(Stored items)
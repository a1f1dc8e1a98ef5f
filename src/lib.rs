//! # weather-sim - Rain and Snow Particle Simulator
//!
//! A small, deterministic precipitation simulation with a simple,
//! declarative API.
//!
//! Pick a weather kind, an emission rate, an emitter shape and a render
//! style. The selection is validated once, then a [`Simulation`] emits
//! particles, pulls them down under gravity, removes them when they reach
//! the ground or grow too old, and reports what happened on every step.
//!
//! ## Quick Start
//!
//! ```ignore
//! use weather_sim::prelude::*;
//!
//! fn main() -> Result<(), SimulationError> {
//!     let options = RunOptions::new(
//!         WeatherKind::Rain,
//!         100,
//!         EmitterShape::Omni,
//!         RenderStyle::Points,
//!         9.8,
//!         50,
//!         1.0 / 24.0,
//!     );
//!     let report = run(&options)?;
//!     println!("{} particles left", report.final_count());
//!     Ok(())
//! }
//! ```
//!
//! ## Core Concepts
//!
//! ### Configuration
//!
//! Each weather kind offers its own emitter shapes and render styles:
//!
//! | Kind | Shapes | Styles |
//! |------|--------|--------|
//! | Rain | Omni, Distributed, Volume | Points, Sprites, Streak |
//! | Snow | Distributed | Multipoint, Multistreak, Cloud |
//!
//! [`validate`] rejects anything else, and a non-positive rate, before a
//! simulation exists. The resulting [`Config`] carries per-kind physical
//! defaults that can be tuned with its `with_*` builders.
//!
//! ### Stepping
//!
//! A [`Simulation`] is `Idle` until [`start`](Simulation::start)ed. Each
//! [`step`](Simulation::step) then runs, in order:
//!
//! 1. the [`Emitter`] spawns `rate * dt` particles, carrying the fraction over
//! 2. the [`ForceField`] integrates gravity, drag and wind
//! 3. the [`CollisionPlane`] removes (or bounces) particles that crossed it
//! 4. the [`ParticleStore`] ages particles and drops expired ones
//!
//! and returns a [`StepRecord`]. A time limit, [`stop`](Simulation::stop)
//! or a step fault moves the simulation to `Stopped`, where further steps
//! are ignored until [`reset`](Simulation::reset).
//!
//! ### Runs
//!
//! [`run`] and [`run_with`] wrap the whole lifecycle for a fixed number of
//! steps. [`RunOptions`] doubles as the JSON scenario format read by the
//! `weather-sim` binary.
//!
//! ## Determinism
//!
//! Random placement comes from a seeded generator and time only advances by
//! the `dt` handed to each step, so equal options always yield equal records.

pub mod collision;
pub mod config;
pub mod emitter;
pub mod error;
pub mod force;
pub mod particle;
pub mod run;
pub mod simulation;
pub mod spawn;
pub mod time;
pub mod visuals;

pub use collision::{CollisionPlane, CollisionResponse};
pub use config::{validate, Config, EmitterShape, WeatherKind};
pub use emitter::Emitter;
pub use error::{RunError, ScenarioError, SimulationError, StepError, ValidationError};
pub use force::ForceField;
pub use glam::Vec3;
pub use particle::{Particle, ParticleStore};
pub use run::{
    run, run_with, BinarySink, JsonLinesSink, RecordSink, RunOptions, RunReport, RunSummary,
};
pub use simulation::{SimState, Simulation, StepOutcome, StepRecord};
pub use spawn::SpawnContext;
pub use time::Time;
pub use visuals::{RenderHints, RenderStyle};

/// Everything needed for typical use.
pub mod prelude {
    pub use crate::collision::{CollisionPlane, CollisionResponse};
    pub use crate::config::{validate, Config, EmitterShape, WeatherKind};
    pub use crate::emitter::Emitter;
    pub use crate::error::{SimulationError, ValidationError};
    pub use crate::force::ForceField;
    pub use crate::particle::{Particle, ParticleStore};
    pub use crate::run::{run, run_with, RecordSink, RunOptions, RunReport};
    pub use crate::simulation::{SimState, Simulation, StepOutcome, StepRecord};
    pub use crate::time::Time;
    pub use crate::visuals::RenderStyle;
    pub use crate::Vec3;
}
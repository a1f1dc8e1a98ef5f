//! Particles and the store that owns them.

use glam::Vec3;
use serde::{Deserialize, Serialize};

/// A single precipitation particle.
#[derive(Debug, Clone, Copy, PartialEq, Serialize, Deserialize)]
pub struct Particle {
    /// Position in world space.
    pub position: Vec3,
    /// Velocity in units per second.
    pub velocity: Vec3,
    /// Seconds since the particle was emitted.
    pub age: f32,
    /// Cleared by collisions and expiry; the store culls dead particles.
    pub alive: bool,
}

impl Particle {
    /// A fresh, living particle.
    pub fn new(position: Vec3, velocity: Vec3) -> Self {
        Self {
            position,
            velocity,
            age: 0.0,
            alive: true,
        }
    }

    /// Whether position and velocity are both finite.
    pub fn is_finite(&self) -> bool {
        self.position.is_finite() && self.velocity.is_finite()
    }
}

/// Owner of every live particle.
///
/// Particles are kept in insertion order until the first cull. Culling
/// swaps the last particle into each hole, so order afterwards is not
/// meaningful.
#[derive(Debug, Clone)]
pub struct ParticleStore {
    particles: Vec<Particle>,
    max_age: f32,
}

impl ParticleStore {
    /// Empty store whose particles expire after `max_age` seconds.
    pub fn new(max_age: f32) -> Self {
        Self {
            particles: Vec::new(),
            max_age,
        }
    }

    /// Take ownership of newly emitted particles.
    pub fn add(&mut self, particles: impl IntoIterator<Item = Particle>) {
        self.particles.extend(particles);
    }

    /// Remove every particle whose `alive` flag is cleared.
    ///
    /// Returns how many were removed.
    pub fn cull_dead(&mut self) -> usize {
        let mut removed = 0;
        let mut i = 0;
        while i < self.particles.len() {
            if self.particles[i].alive {
                i += 1;
            } else {
                self.particles.swap_remove(i);
                removed += 1;
            }
        }
        removed
    }

    /// Advance every particle's age by `dt` and drop those past the maximum.
    ///
    /// Returns how many expired.
    pub fn age(&mut self, dt: f32) -> usize {
        let max_age = self.max_age;
        for p in &mut self.particles {
            p.age += dt;
            if p.age > max_age {
                p.alive = false;
            }
        }
        self.cull_dead()
    }

    /// Every particle currently held.
    pub fn all(&self) -> &[Particle] {
        &self.particles
    }

    /// Mutable view handed to forces and collision surfaces for one step.
    pub fn all_mut(&mut self) -> &mut [Particle] {
        &mut self.particles
    }

    /// Number of particles held.
    pub fn count(&self) -> usize {
        self.particles.len()
    }

    /// Whether the store holds nothing.
    pub fn is_empty(&self) -> bool {
        self.particles.is_empty()
    }

    /// Age past which particles expire.
    pub fn max_age(&self) -> f32 {
        self.max_age
    }

    /// Drop every particle.
    pub fn clear(&mut self) {
        self.particles.clear();
    }

    /// Positions of all particles, in store order.
    pub fn positions(&self) -> Vec<Vec3> {
        self.particles.iter().map(|p| p.position).collect()
    }
}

## [Task item]
A faithful, word-for-word transcription of the data above is required.

## [Answer to this problem]
repository a1f1dc8e1a98ef5f
filename src/lib.rs
//! # weather-sim - Rain and Snow Particle Simulator
//!
//! A small, deterministic precipitation simulation with a simple,
//! declarative API.
//!
//! Pick a weather kind, an emission rate, an emitter shape and a render
//! style. The selection is validated once, then a [`Simulation`] emits
//! particles, pulls them down under gravity, removes them when they reach
//! the ground or grow too old, and reports what happened on every step.
//!
//! ## Quick Start
//!
//! ```ignore
//! use weather_sim::prelude::*;
//!
//! fn main() -> Result<(), SimulationError> {
//!     let options = RunOptions::new(
//!         WeatherKind::Rain,
//!         100,
//!         EmitterShape::Omni,
//!         RenderStyle::Points,
//!         9.8,
//!         50,
//!         1.0 / 24.0,
//!     );
//!     let report = run(&options)?;
//!     println!("{} particles left", report.final_count());
//!     Ok(())
//! }
//! ```
//!
//! ## Core Concepts
//!
//! ### Configuration
//!
//! Each weather kind offers its own emitter shapes and render styles:
//!
//! | Kind | Shapes | Styles |
//! |------|--------|--------|
//! | Rain | Omni, Distributed, Volume | Points, Sprites, Streak |
//! | Snow | Distributed | Multipoint, Multistreak, Cloud |
//!
//! [`validate`] rejects anything else, and a non-positive rate, before a
//! simulation exists. The resulting [`Config`] carries per-kind physical
//! defaults that can be tuned with its `with_*` builders.
//!
//! ### Stepping
//!
//! A [`Simulation`] is `Idle` until [`start`](Simulation::start)ed. Each
//! [`step`](Simulation::step) then runs, in order:
//!
//! 1. the [`Emitter`] spawns `rate * dt` particles, carrying the fraction over
//! 2. the [`ForceField`] integrates gravity, drag and wind
//! 3. the [`CollisionPlane`] removes (or bounces) particles that crossed it
//! 4. the [`ParticleStore`] ages particles and drops expired ones
//!
//! and returns a [`StepRecord`]. A time limit, [`stop`](Simulation::stop)
//! or a step fault moves the simulation to `Stopped`, where further steps
//! are ignored until [`reset`](Simulation::reset).
//!
//! ### Runs
//!
//! [`run`] and [`run_with`] wrap the whole lifecycle for a fixed number of
//! steps. [`RunOptions`] doubles as the JSON scenario format read by the
//! `weather-sim` binary.
//!
//! ## Determinism
//!
//! Random placement comes from a seeded generator and time only advances by
//! the `dt` handed to each step, so equal options always yield equal records.

pub mod collision;
pub mod config;
pub mod emitter;
pub mod error;
pub mod force;
pub mod particle;
pub mod run;
pub mod simulation;
pub mod spawn;
pub mod time;
pub mod visuals;

pub use collision::{CollisionPlane, CollisionResponse};
pub use config::{validate, Config, EmitterShape, WeatherKind};
pub use emitter::Emitter;
pub use error::{RunError, ScenarioError, SimulationError, StepError, ValidationError};
pub use force::ForceField;
pub use glam::Vec3;
pub use particle::{Particle, ParticleStore};
pub use run::{
    run, run_with, BinarySink, JsonLinesSink, RecordSink, RunOptions, RunReport, RunSummary,
};
pub use simulation::{SimState, Simulation, StepOutcome, StepRecord};
pub use spawn::SpawnContext;
pub use time::Time;
pub use visuals::{RenderHints, RenderStyle};

/// Everything needed for typical use.
pub mod prelude {
    pub use crate::collision::{CollisionPlane, CollisionResponse};
    pub use crate::config::{validate, Config, EmitterShape, WeatherKind};
    pub use crate::emitter::Emitter;
    pub use crate::error::{SimulationError, ValidationError};
    pub use crate::force::ForceField;
    pub use crate::particle::{Particle, ParticleStore};
    pub use crate::run::{run, run_with, RecordSink, RunOptions, RunReport};
    pub use crate::simulation::{SimState, Simulation, StepOutcome, StepRecord};
    pub use crate::time::Time;
    pub use crate::visuals::RenderStyle;
    pub use crate::Vec3;
}
repository a1f1dc8e1a98ef5f
//! Particles and the store that owns them.

use glam::Vec3;
use serde::{Deserialize, Serialize};

/// A single precipitation particle.
#[derive(Debug, Clone, Copy, PartialEq, Serialize, Deserialize)]
pub struct Particle {
    /// Position in world space.
    pub position: Vec3,
    /// Velocity in units per second.
    pub velocity: Vec3,
    /// Seconds since the particle was emitted.
    pub age: f32,
    /// Cleared by collisions and expiry; the store culls dead particles.
    pub alive: bool,
}

impl Particle {
    /// A fresh, living particle.
    pub fn new(position: Vec3, velocity: Vec3) -> Self {
        Self {
            position,
            velocity,
            age: 0.0,
            alive: true,
        }
    }

    /// Whether position and velocity are both finite.
    pub fn is_finite(&self) -> bool {
        self.position.is_finite() && self.velocity.is_finite()
    }
}

/// Owner of every live particle.
///
/// Particles are kept in insertion order until the first cull. Culling
/// swaps the last particle into each hole, so order afterwards is not
/// meaningful.
#[derive(Debug, Clone)]
pub struct ParticleStore {
    particles: Vec<Particle>,
    max_age: f32,
}

impl ParticleStore {
    /// Empty store whose particles expire after `max_age` seconds.
    pub fn new(max_age: f32) -> Self {
        Self {
            particles: Vec::new(),
            max_age,
        }
    }

    /// Take ownership of newly emitted particles.
    pub fn add(&mut self, particles: impl IntoIterator<Item = Particle>) {
        self.particles.extend(particles);
    }

    /// Remove every particle whose `alive` flag is cleared.
    ///
    /// Returns how many were removed.
    pub fn cull_dead(&mut self) -> usize {
        let mut removed = 0;
        let mut i = 0;
        while i < self.particles.len() {
            if self.particles[i].alive {
                i += 1;
            } else {
                self.particles.swap_remove(i);
                removed += 1;
            }
        }
        removed
    }

    /// Advance every particle's age by `dt` and drop those past the maximum.
    ///
    /// Returns how many expired.
    pub fn age(&mut self, dt: f32) -> usize {
        let max_age = self.max_age;
        for p in &mut self.particles {
            p.age += dt;
            if p.age > max_age {
                p.alive = false;
            }
        }
        self.cull_dead()
    }

    /// Every particle currently held.
    pub fn all(&self) -> &[Particle] {
        &self.particles
    }

    /// Mutable view handed to forces and collision surfaces for one step.
    pub fn all_mut(&mut self) -> &mut [Particle] {
        &mut self.particles
    }

    /// Number of particles held.
    pub fn count(&self) -> usize {
        self.particles.len()
    }

    /// Whether the store holds nothing.
    pub fn is_empty(&self) -> bool {
        self.particles.is_empty()
    }

    /// Age past which particles expire.
    pub fn max_age(&self) -> f32 {
        self.max_age
    }

    /// Drop every particle.
    pub fn clear(&mut self) {
        self.particles.clear();
    }

    /// Positions of all particles, in store order.
    pub fn positions(&self) -> Vec<Vec3> {
        self.particles.iter().map(|p| p.position).collect()
    }
}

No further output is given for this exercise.